Jurisprudência do STJ
Em decisões recentes, a Corte Superior entende que a aplicação do INCC é válida, desde que claramente estipulada no contrato e limitada à fase de construção. Após a entrega do imóvel, o índice de reajuste deve ser substituído, usualmente pelo IPCA ou pelo IGP-M, conforme previsão contratual.
Exemplo disso é o AgRg no REsp 1.739.043/SP, no qual a 4ª Turma do STJ reiterou a legitimidade da correção pelo INCC durante a fase de construção, vencido o prazo da entrega do imóvel, passa-se à aplicação de índices ordinários.
Aspectos legais a considerar nos contratos imobiliários
- Transparência na redação das cláusulas, em consonância com o art. 6º, III, do CDC
- Vedação à onerosidade excessiva (art. 51, IV, CDC e art. 478 do Código Civil)
- Função social do contrato e boa-fé objetiva (arts. 421 e 422 do Código Civil)
- Distinção clara entre fase de construção e fase pós-entrega
Recomendações para advogados e incorporadoras
Para evitar litígios, é recomendável que as cláusulas sobre correção monetária sejam:
- Escritas de forma clara e objetiva;
- Separadas quanto às fases de construção e pós-entrega;
- Compatíveis com as práticas comerciais do mercado;
- Compatíveis com padrões da jurisprudência consolidada.
É essencial que advogados atuantes no Direito Imobiliário estejam atualizados sobre os entendimentos dos tribunais superiores, a fim de orientarem clientes com segurança jurídica.

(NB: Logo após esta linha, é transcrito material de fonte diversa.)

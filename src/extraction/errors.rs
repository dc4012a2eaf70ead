use thiserror::Error;

/// Why a scrape or map call against the extraction service did not produce
/// usable data.
#[derive(Error, Debug)]
pub enum ExtractionError {
    #[error("invalid url: {0}")]
    InvalidUrl(#[from] url::ParseError),

    #[error("connect failure: {0}")]
    Connect(String),

    #[error("request timeout")]
    Timeout,

    #[error("extraction api returned {status}: {message}")]
    Api {
        status: reqwest::StatusCode,
        message: String,
    },

    #[error("extraction api reported failure: {0}")]
    Unsuccessful(String),

    #[error("malformed extraction response: {0}")]
    MalformedResponse(String),

    #[error("transport error: {0}")]
    Transport(String),
}

impl ExtractionError {
    pub fn from_reqwest_error(err: reqwest::Error) -> Self {
        if err.is_timeout() {
            Self::Timeout
        } else if err.is_connect() {
            Self::Connect(err.to_string())
        } else if let Some(status) = err.status() {
            Self::Api {
                status,
                message: err.to_string(),
            }
        } else if err.is_decode() {
            Self::MalformedResponse(err.to_string())
        } else {
            Self::Transport(err.to_string())
        }
    }

    /// Short machine-friendly label, used as a structured log field.
    pub fn kind(&self) -> &'static str {
        match self {
            Self::InvalidUrl(_) => "invalid_url",
            Self::Connect(_) => "connect",
            Self::Timeout => "timeout",
            Self::Api { .. } => "api",
            Self::Unsuccessful(_) => "unsuccessful",
            Self::MalformedResponse(_) => "malformed_response",
            Self::Transport(_) => "transport",
        }
    }
}
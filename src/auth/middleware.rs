use axum::{
    Json,
    extract::{FromRef, FromRequestParts},
    http::{StatusCode, header::AUTHORIZATION, request::Parts},
    response::{IntoResponse, Response},
};
use std::sync::Arc;
use uuid::Uuid;

use crate::auth::{dtos::ErrorResponse, jwt::JwtService};

/// Caller identity taken from a verified bearer token.
#[derive(Debug, Clone)]
pub struct AuthenticatedUser {
    pub user_id: Uuid,
}

impl AuthenticatedUser {
    pub fn new(user_id: Uuid) -> Self {
        Self { user_id }
    }
}

impl<S> FromRequestParts<S> for AuthenticatedUser
where
    Arc<JwtService>: FromRef<S>,
    S: Send + Sync,
{
    type Rejection = AuthError;

    fn from_request_parts(
        parts: &mut Parts,
        state: &S,
    ) -> impl std::future::Future<Output = Result<Self, Self::Rejection>> + Send {
        let auth_header = parts
            .headers
            .get(AUTHORIZATION)
            .and_then(|h| h.to_str().ok())
            .map(|s| s.to_string());
        let jwt = Arc::<JwtService>::from_ref(state);

        async move {
            let auth_header = auth_header.ok_or(AuthError::MissingToken)?;

            let token = auth_header
                .strip_prefix("Bearer ")
                .map(str::trim)
                .filter(|t| !t.is_empty())
                .ok_or(AuthError::InvalidTokenFormat)?;

            let claims = jwt
                .verify_token(token)
                .map_err(|_| AuthError::InvalidToken)?;
            let user_id = claims.user_id().map_err(|_| AuthError::InvalidToken)?;

            Ok(AuthenticatedUser::new(user_id))
        }
    }
}

#[derive(Debug, PartialEq, Eq)]
pub enum AuthError {
    MissingToken,
    InvalidTokenFormat,
    InvalidToken,
}

impl IntoResponse for AuthError {
    fn into_response(self) -> Response {
        let message = match self {
            AuthError::MissingToken => "Missing authorization token",
            AuthError::InvalidTokenFormat => "Invalid token format",
            AuthError::InvalidToken => "Invalid or expired token",
        };

        (
            StatusCode::UNAUTHORIZED,
            Json(ErrorResponse {
                error: message.to_string(),
            }),
        )
            .into_response()
    }
}
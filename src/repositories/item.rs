use crate::entities::{ItemStatus, SavedItem};
use anyhow::{Result, bail};
use async_trait::async_trait;
use chrono::{DateTime, Utc};
use sqlx::{Pool, Postgres};
use uuid::Uuid;

const ITEM_COLUMNS: &str = "id, user_id, url, status, title, content, og_image, author, \
                            published_at, tags, created_at, updated_at";

/// Content written to an item when extraction succeeds.
#[derive(Debug, Clone, Default, PartialEq)]
pub struct ItemContent {
    pub title: Option<String>,
    pub content: Option<String>,
    pub og_image: Option<String>,
    pub author: Option<String>,
    pub published_at: Option<DateTime<Utc>>,
}

/// Narrows a listing. Empty filter returns everything the owner has.
#[derive(Debug, Clone, Default, PartialEq, Eq)]
pub struct ItemFilter {
    /// Case-insensitive substring of the title or of any tag.
    pub q: Option<String>,
    pub status: Option<ItemStatus>,
}

#[cfg_attr(test, mockall::automock)]
#[async_trait]
pub trait ItemRepositoryTrait {
    /// Insert a placeholder row for `url` owned by `user_id`.
    async fn create(&self, user_id: Uuid, url: &str, status: ItemStatus) -> Result<SavedItem>;
    async fn mark_completed(&self, id: Uuid, content: &ItemContent) -> Result<SavedItem>;
    async fn mark_failed(&self, id: Uuid) -> Result<SavedItem>;
    /// Owner's items, newest first.
    async fn list_for_user(&self, user_id: Uuid, filter: &ItemFilter) -> Result<Vec<SavedItem>>;
    /// `None` both for unknown ids and for ids owned by someone else.
    async fn find_for_user(&self, id: Uuid, user_id: Uuid) -> Result<Option<SavedItem>>;
}

#[derive(Clone)]
pub struct ItemRepository {
    pool: Pool<Postgres>,
}

impl ItemRepository {
    pub fn new(pool: Pool<Postgres>) -> Self {
        Self { pool }
    }
}

#[async_trait]
impl ItemRepositoryTrait for ItemRepository {
    async fn create(&self, user_id: Uuid, url: &str, status: ItemStatus) -> Result<SavedItem> {
        let item = sqlx::query_as::<_, SavedItem>(&format!(
            r#"
            INSERT INTO saved_items (user_id, url, status)
            VALUES ($1, $2, $3)
            RETURNING {ITEM_COLUMNS}
            "#
        ))
        .bind(user_id)
        .bind(url)
        .bind(status)
        .fetch_one(&self.pool)
        .await?;

        Ok(item)
    }

    async fn mark_completed(&self, id: Uuid, content: &ItemContent) -> Result<SavedItem> {
        let item = sqlx::query_as::<_, SavedItem>(&format!(
            r#"
            UPDATE saved_items
            SET title        = $2,
                content      = $3,
                og_image     = $4,
                author       = $5,
                published_at = $6,
                status       = 'COMPLETED',
                updated_at   = clock_timestamp()
            WHERE id = $1 AND status IN ('PENDING', 'PROCESSING')
            RETURNING {ITEM_COLUMNS}
            "#
        ))
        .bind(id)
        .bind(content.title.as_deref())
        .bind(content.content.as_deref())
        .bind(content.og_image.as_deref())
        .bind(content.author.as_deref())
        .bind(content.published_at)
        .fetch_optional(&self.pool)
        .await?;

        match item {
            Some(item) => Ok(item),
            None => bail!("item {} is not awaiting extraction", id),
        }
    }

    async fn mark_failed(&self, id: Uuid) -> Result<SavedItem> {
        let item = sqlx::query_as::<_, SavedItem>(&format!(
            r#"
            UPDATE saved_items
            SET status     = 'FAILED',
                updated_at = clock_timestamp()
            WHERE id = $1 AND status IN ('PENDING', 'PROCESSING')
            RETURNING {ITEM_COLUMNS}
            "#
        ))
        .bind(id)
        .fetch_optional(&self.pool)
        .await?;

        match item {
            Some(item) => Ok(item),
            None => bail!("item {} is not awaiting extraction", id),
        }
    }

    async fn list_for_user(&self, user_id: Uuid, filter: &ItemFilter) -> Result<Vec<SavedItem>> {
        let pattern = filter.q.as_deref().map(like_pattern);
        let items = sqlx::query_as::<_, SavedItem>(&format!(
            r#"
            SELECT {ITEM_COLUMNS}
            FROM saved_items
            WHERE user_id = $1
              AND ($2::item_status IS NULL OR status = $2)
              AND ($3::text IS NULL
                   OR title ILIKE $3
                   OR EXISTS (SELECT 1 FROM unnest(tags) AS tag WHERE tag ILIKE $3))
            ORDER BY created_at DESC
            "#
        ))
        .bind(user_id)
        .bind(filter.status)
        .bind(pattern)
        .fetch_all(&self.pool)
        .await?;

        Ok(items)
    }

    async fn find_for_user(&self, id: Uuid, user_id: Uuid) -> Result<Option<SavedItem>> {
        let item = sqlx::query_as::<_, SavedItem>(&format!(
            r#"
            SELECT {ITEM_COLUMNS}
            FROM saved_items
            WHERE id = $1 AND user_id = $2
            "#
        ))
        .bind(id)
        .bind(user_id)
        .fetch_optional(&self.pool)
        .await?;

        Ok(item)
    }
}

/// Wrap a user query for ILIKE, escaping its own wildcards.
fn like_pattern(q: &str) -> String {
    let mut escaped = String::with_capacity(q.len() + 2);
    escaped.push('%');
    for c in q.chars() {
        if matches!(c, '%' | '_' | '\\') {
            escaped.push('\\');
        }
        escaped.push(c);
    }
    escaped.push('%');
    escaped
}
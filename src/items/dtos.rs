use chrono::{DateTime, Utc};
use serde::{Deserialize, Deserializer, Serialize, de::IntoDeserializer};
use url::Url;
use utoipa::{IntoParams, ToSchema};
use uuid::Uuid;

use crate::entities::{ItemStatus, SavedItem};
use crate::extraction::{DiscoverRequest, DiscoveredLink};
use crate::import::BatchReport;
use crate::repositories::ItemFilter;

const MAX_URL_LEN: usize = 2048;

#[derive(Debug, Deserialize, ToSchema)]
pub struct ImportItemRequest {
    pub url: String,
}

impl ImportItemRequest {
    pub fn validate(&self) -> Result<(), String> {
        validate_url(&self.url)
    }
}

#[derive(Debug, Deserialize, ToSchema)]
pub struct BatchImportRequest {
    pub urls: Vec<String>,
}

impl BatchImportRequest {
    /// All or nothing: one bad URL rejects the whole batch.
    pub fn validate(&self) -> Result<(), String> {
        for (index, url) in self.urls.iter().enumerate() {
            validate_url(url).map_err(|e| format!("urls[{}]: {}", index, e))?;
        }
        Ok(())
    }
}

#[derive(Debug, Deserialize, ToSchema)]
pub struct DiscoverLinksRequest {
    pub url: String,
    pub search: Option<String>,
}

impl DiscoverLinksRequest {
    pub fn validate(&self) -> Result<(), String> {
        validate_url(&self.url)
    }
}

impl From<DiscoverLinksRequest> for DiscoverRequest {
    fn from(request: DiscoverLinksRequest) -> Self {
        DiscoverRequest::new(request.url).with_search(request.search)
    }
}

#[derive(Debug, Default, Deserialize, IntoParams)]
#[into_params(parameter_in = Query)]
pub struct ListItemsQuery {
    /// Case-insensitive match against title or tags.
    pub q: Option<String>,
    /// Exact status; `all` or empty means no status filter.
    #[serde(default, deserialize_with = "status_filter")]
    pub status: Option<ItemStatus>,
}

fn status_filter<'de, D>(deserializer: D) -> Result<Option<ItemStatus>, D::Error>
where
    D: Deserializer<'de>,
{
    let raw = Option::<String>::deserialize(deserializer)?;
    match raw.as_deref().map(str::trim) {
        None | Some("") => Ok(None),
        Some(s) if s.eq_ignore_ascii_case("all") => Ok(None),
        Some(s) => ItemStatus::deserialize(IntoDeserializer::<D::Error>::into_deserializer(
            s.to_ascii_uppercase(),
        ))
        .map(Some),
    }
}

impl From<ListItemsQuery> for ItemFilter {
    fn from(query: ListItemsQuery) -> Self {
        ItemFilter {
            q: query
                .q
                .map(|q| q.trim().to_string())
                .filter(|q| !q.is_empty()),
            status: query.status,
        }
    }
}

#[derive(Debug, Serialize, Deserialize, ToSchema)]
#[serde(rename_all = "camelCase")]
pub struct ItemResponse {
    pub id: Uuid,
    pub user_id: Uuid,
    pub url: String,
    pub status: ItemStatus,
    pub title: Option<String>,
    pub content: Option<String>,
    pub og_image: Option<String>,
    pub author: Option<String>,
    pub published_at: Option<DateTime<Utc>>,
    pub tags: Vec<String>,
    pub created_at: DateTime<Utc>,
    pub updated_at: DateTime<Utc>,
}

impl From<SavedItem> for ItemResponse {
    fn from(item: SavedItem) -> Self {
        Self {
            id: item.id,
            user_id: item.user_id,
            url: item.url,
            status: item.status,
            title: item.title,
            content: item.content,
            og_image: item.og_image,
            author: item.author,
            published_at: item.published_at,
            tags: item.tags,
            created_at: item.created_at,
            updated_at: item.updated_at,
        }
    }
}

#[derive(Debug, Serialize, Deserialize, ToSchema)]
pub struct ItemListResponse {
    pub items: Vec<ItemResponse>,
}

#[derive(Debug, Serialize, Deserialize, ToSchema)]
pub struct BatchImportResponse {
    /// One entry per submitted URL, in submission order.
    pub items: Vec<ItemResponse>,
    pub completed: usize,
    pub failed: usize,
}

impl From<BatchReport> for BatchImportResponse {
    fn from(report: BatchReport) -> Self {
        let completed = report.completed();
        let failed = report.failed();
        Self {
            items: report
                .outcomes
                .into_iter()
                .map(|outcome| outcome.item.into())
                .collect(),
            completed,
            failed,
        }
    }
}

#[derive(Debug, Serialize, Deserialize, ToSchema)]
pub struct DiscoverLinksResponse {
    pub links: Vec<DiscoveredLink>,
}

fn validate_url(raw: &str) -> Result<(), String> {
    if raw.trim().is_empty() {
        return Err("URL cannot be empty".to_string());
    }
    if raw.len() > MAX_URL_LEN {
        return Err("URL too long".to_string());
    }
    let url = Url::parse(raw).map_err(|_| "Invalid URL".to_string())?;
    if !matches!(url.scheme(), "http" | "https") {
        return Err("URL must use http or https".to_string());
    }
    Ok(())
}
pub mod dtos;
pub mod errors;
pub mod handlers;

pub use errors::ItemsError;
use crate::{
    auth::jwt::JwtService,
    extraction::Extractor,
    import::ImportPipeline,
    repositories::{ItemRepository, ItemRepositoryTrait, UserRepository, UserRepositoryTrait},
};
use axum::extract::FromRef;
use sqlx::{Pool, Postgres};
use std::sync::Arc;

#[derive(Clone)]
pub struct AppState {
    pub user_repo: Arc<dyn UserRepositoryTrait + Send + Sync>,
    pub item_repo: Arc<dyn ItemRepositoryTrait + Send + Sync>,
    pub importer: Arc<ImportPipeline>,
    pub jwt: Arc<JwtService>,
    pub db_pool: Pool<Postgres>,
}

impl AppState {
    pub fn new(pool: Pool<Postgres>, extractor: Arc<dyn Extractor>, jwt: JwtService) -> Self {
        let item_repo: Arc<dyn ItemRepositoryTrait + Send + Sync> =
            Arc::new(ItemRepository::new(pool.clone()));
        Self {
            user_repo: Arc::new(UserRepository::new(pool.clone())),
            importer: Arc::new(ImportPipeline::new(item_repo.clone(), extractor)),
            item_repo,
            jwt: Arc::new(jwt),
            db_pool: pool,
        }
    }
}

impl FromRef<AppState> for Arc<JwtService> {
    fn from_ref(state: &AppState) -> Self {
        state.jwt.clone()
    }
}
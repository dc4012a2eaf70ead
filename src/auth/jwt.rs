use anyhow::Result;
use chrono::{Duration, Utc};
use jsonwebtoken::{DecodingKey, EncodingKey, Header, Validation, decode, encode};
use serde::{Deserialize, Serialize};
use uuid::Uuid;

const DEFAULT_TTL_HOURS: i64 = 24;

#[derive(Debug, Serialize, Deserialize)]
pub struct Claims {
    pub sub: String, // User ID
    pub exp: usize,  // Expiry timestamp
    pub iat: usize,  // Issued at timestamp
}

impl Claims {
    pub fn user_id(&self) -> Result<Uuid> {
        Ok(Uuid::parse_str(&self.sub)?)
    }
}

/// Issues and checks the bearer tokens guarding every item endpoint.
pub struct JwtService {
    encoding_key: EncodingKey,
    decoding_key: DecodingKey,
    ttl: Duration,
}

impl JwtService {
    pub fn new(secret: &str) -> Self {
        Self {
            encoding_key: EncodingKey::from_secret(secret.as_ref()),
            decoding_key: DecodingKey::from_secret(secret.as_ref()),
            ttl: Duration::hours(DEFAULT_TTL_HOURS),
        }
    }

    pub fn with_ttl(mut self, ttl: Duration) -> Self {
        self.ttl = ttl;
        self
    }

    pub fn generate_token(&self, user_id: Uuid) -> Result<String> {
        let now = Utc::now();
        let claims = Claims {
            sub: user_id.to_string(),
            exp: (now + self.ttl).timestamp() as usize,
            iat: now.timestamp() as usize,
        };

        let token = encode(&Header::default(), &claims, &self.encoding_key)?;
        Ok(token)
    }

    pub fn verify_token(&self, token: &str) -> Result<Claims> {
        let mut validation = Validation::default();
        validation.leeway = 60; // clock skew

        let token_data = decode::<Claims>(token, &self.decoding_key, &validation)?;
        Ok(token_data.claims)
    }
}

#[cfg(test)]
mod tests {
    use super::*;

    #[test]
    fn test_generate_and_verify_token() {
        let jwt_service = JwtService::new("test-secret");
        let user_id = Uuid::new_v4();

        let token = jwt_service.generate_token(user_id).unwrap();
        let claims = jwt_service.verify_token(&token).unwrap();

        assert_eq!(claims.user_id().unwrap(), user_id);
        assert!(claims.exp > Utc::now().timestamp() as usize);
    }

    #[test]
    fn test_verify_invalid_token() {
        let jwt_service = JwtService::new("test-secret");
        assert!(jwt_service.verify_token("invalid.token.here").is_err());
    }

    #[test]
    fn test_verify_token_wrong_secret() {
        let issuer = JwtService::new("secret-1");
        let verifier = JwtService::new("secret-2");

        let token = issuer.generate_token(Uuid::new_v4()).unwrap();
        assert!(verifier.verify_token(&token).is_err());
    }

    #[test]
    fn test_expired_token_is_rejected() {
        // Well past the 60s leeway.
        let jwt_service = JwtService::new("test-secret").with_ttl(Duration::hours(-1));
        let token = jwt_service.generate_token(Uuid::new_v4()).unwrap();
        assert!(jwt_service.verify_token(&token).is_err());
    }

    #[test]
    fn test_non_uuid_subject() {
        let claims = Claims {
            sub: "not-a-uuid".to_string(),
            exp: 0,
            iat: 0,
        };
        assert!(claims.user_id().is_err());
    }
}
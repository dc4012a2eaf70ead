#![no_main]

use libfuzzer_sys::fuzz_target;

use stash::extraction::{PageMetadata, ScrapedPage};
use stash::import::{normalize_page, parse_published_at};

fuzz_target!(|data: &[u8]| {
    let text = String::from_utf8_lossy(data).to_string();

    // Arbitrary date strings must never panic the parser.
    let _ = parse_published_at(&text);

    // Neither may arbitrary JSON coming back from the extraction service.
    let json = serde_json::from_slice::<serde_json::Value>(data).ok();
    let page = ScrapedPage {
        markdown: Some(text.clone()),
        metadata: PageMetadata {
            title: Some(text),
            og_image: None,
        },
        json,
    };
    let _ = normalize_page(page);
});
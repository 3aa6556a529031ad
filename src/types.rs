use std::fmt;

/// A normalized channel name: lowercase, without the leading `#`.
///
/// Wrapping the string in a newtype means every lookup key in the
/// channel store went through `ChannelName::new` first, so `#Foo` and
/// `foo` always address the same channel.
#[derive(Debug, Clone, PartialEq, Eq, Hash, PartialOrd, Ord)]
pub struct ChannelName(String);

impl ChannelName {
    pub fn new(name: &str) -> Self {
        let name = name.trim();
        let name = name.strip_prefix('#').unwrap_or(name);
        Self(name.to_lowercase())
    }

    pub fn as_str(&self) -> &str {
        &self.0
    }

    pub fn is_empty(&self) -> bool {
        self.0.is_empty()
    }
}

impl fmt::Display for ChannelName {
    fn fmt(&self, f: &mut fmt::Formatter<'_>) -> fmt::Result {
        write!(f, "#{}", self.0)
    }
}

/// Who sent a message, as reported by the chat transport.
#[derive(Debug, Clone, Default, PartialEq, Eq)]
pub struct Sender {
    pub display_name: String,
    pub username: String,
    pub is_moderator: bool,
    pub is_broadcaster: bool,
}

impl Sender {
    pub fn new(username: impl Into<String>) -> Self {
        let username = username.into();
        Self {
            display_name: username.clone(),
            username,
            is_moderator: false,
            is_broadcaster: false,
        }
    }

    /// Broadcasters can always moderate their own channel.
    pub fn can_moderate(&self) -> bool {
        self.is_moderator || self.is_broadcaster
    }

    /// The key used for opt-out bookkeeping.
    pub fn login(&self) -> String {
        self.username.to_lowercase()
    }
}

/// A single inbound chat event.
#[derive(Debug, Clone)]
pub struct ChatEvent {
    pub channel: ChannelName,
    pub sender: Sender,
    pub text: String,
    pub is_self: bool,
}

/// Something the bot wants the transport to do: send `text` to `channel`.
#[derive(Debug, Clone, PartialEq, Eq)]
pub struct Outbound {
    pub channel: ChannelName,
    pub text: String,
}

#[cfg(test)]
mod tests {
    use super::*;

    #[test]
    fn channel_names_are_normalized() {
        assert_eq!(ChannelName::new("#SomeStreamer"), ChannelName::new("somestreamer"));
        assert_eq!(ChannelName::new(" #abc ").as_str(), "abc");
        assert_eq!(ChannelName::new("abc").to_string(), "#abc");
        assert!(ChannelName::new("#").is_empty());
    }

    #[test]
    fn broadcaster_can_moderate() {
        let mut sender = Sender::new("Streamer");
        assert!(!sender.can_moderate());
        sender.is_broadcaster = true;
        assert!(sender.can_moderate());
        assert_eq!(sender.login(), "streamer");
    }
}
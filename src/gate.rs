/// Messages starting with this are commands, never transformed.
pub const COMMAND_PREFIX: char = '!';

const MIN_MESSAGE_CHARS: usize = 3;

/// Cheap whole-message checks that run before tokenizing.
///
/// Returns true for messages the bot should leave alone: too short,
/// commands, anything carrying a link, and messages without a single
/// ASCII letter.
pub fn should_skip(message: &str) -> bool {
    let trimmed = message.trim();

    if trimmed.chars().count() < MIN_MESSAGE_CHARS {
        return true;
    }
    if trimmed.starts_with(COMMAND_PREFIX) {
        return true;
    }
    if ["http://", "https://", "www."]
        .iter()
        .any(|needle| message.contains(needle))
    {
        return true;
    }
    !trimmed.chars().any(|c| c.is_ascii_alphabetic())
}

#[cfg(test)]
mod tests {
    use rstest::rstest;

    use super::*;

    #[rstest]
    #[case("ok", true)]
    #[case("   ok   ", true)]
    #[case("", true)]
    #[case("check https://x.io", true)]
    #[case("plain http://x.io link", true)]
    #[case("visit www.example.com", true)]
    #[case("!cmd", true)]
    #[case("  !butt rate 1", true)]
    #[case("1234 !! ***", true)]
    #[case("🎉🎉🎉", true)]
    #[case("Привет мир", true)]
    #[case("hey", false)]
    #[case("nice boat there", false)]
    #[case("wait! what", false)]
    #[case("24/7 gaming", false)]
    fn gate(#[case] message: &str, #[case] skipped: bool) {
        assert_eq!(should_skip(message), skipped, "{message:?}");
    }
}
use std::sync::LazyLock;

use regex::Regex;

/// A leading word core followed by whatever trails it.
static CORE_RE: LazyLock<Regex> = LazyLock::new(|| {
    Regex::new(r"^(?s)([\p{L}\p{M}\p{N}'\-]+)(.*)$").expect("valid core pattern")
});

/// Casing of the word being replaced.
#[derive(Debug, Clone, Copy, PartialEq, Eq)]
enum Casing {
    Upper,
    Capitalized,
    Lower,
}

impl Casing {
    fn of(core: &str) -> Self {
        let has_cased = core.chars().any(|c| c.is_uppercase() || c.is_lowercase());
        if has_cased && !core.chars().any(char::is_lowercase) {
            Casing::Upper
        } else if core.chars().next().is_some_and(char::is_uppercase) {
            Casing::Capitalized
        } else {
            Casing::Lower
        }
    }

    fn apply(self, word: &str) -> String {
        match self {
            Casing::Upper => word.to_uppercase(),
            Casing::Capitalized => {
                let mut chars = word.chars();
                match chars.next() {
                    Some(first) => first.to_uppercase().chain(chars).collect(),
                    None => String::new(),
                }
            }
            Casing::Lower => word.to_lowercase(),
        }
    }
}

/// Replace the word core of `token` with `word`, keeping the original
/// casing style and any trailing punctuation.
pub fn substitute(token: &str, word: &str) -> String {
    let Some(caps) = CORE_RE.captures(token) else {
        return word.to_string();
    };
    let core = caps.get(1).map_or("", |m| m.as_str());
    let rest = caps.get(2).map_or("", |m| m.as_str());

    let mut out = Casing::of(core).apply(word);
    out.push_str(rest);
    out
}

#[cfg(test)]
mod tests {
    use rstest::rstest;

    use super::*;

    #[rstest]
    #[case("BOAT", "BUTT")]
    #[case("Boat!", "Butt!")]
    #[case("boat,", "butt,")]
    #[case("bOAT", "butt")]
    #[case("BoAt", "Butt")]
    #[case("DON'T", "BUTT")]
    #[case("well-known...", "butt...")]
    #[case("A1", "BUTT")]
    #[case("ÉCOLE", "BUTT")]
    #[case("Émile", "Butt")]
    #[case("42", "butt")]
    fn casing_is_preserved(#[case] token: &str, #[case] expected: &str) {
        assert_eq!(substitute(token, "butt"), expected);
    }

    #[test]
    fn capitalizes_first_letter_only() {
        assert_eq!(substitute("Boat", "butt-head"), "Butt-head");
        assert_eq!(substitute("Boat", "ürün"), "Ürün");
    }

    #[test]
    fn lowercases_replacement_for_lowercase_tokens() {
        assert_eq!(substitute("boat", "Butt"), "butt");
    }

    #[test]
    fn tokens_without_a_core_fall_back_to_the_bare_word() {
        assert_eq!(substitute("!!", "butt"), "butt");
        assert_eq!(substitute("", "butt"), "butt");
    }

    #[test]
    fn trailing_remainder_is_kept_verbatim() {
        assert_eq!(substitute("boat?! ", "butt"), "butt?! ");
    }
}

Impactos para consumidores e mercado imobiliário
O impacto das decisões sobre o tema extrapola os limites individuais dos litígios. A adoção ou rejeição de determinado índice de correção monetária influencia diretamente o acesso ao crédito, confiança no mercado imobiliário e transparência nas relações contratuais.
Portanto, o debate sobre esses aspectos requer constante revisão dos contratos por especialistas, sobretudo incorporadoras, construtoras e escritórios de advocacia que atuam com direito do consumidor e direito contratual.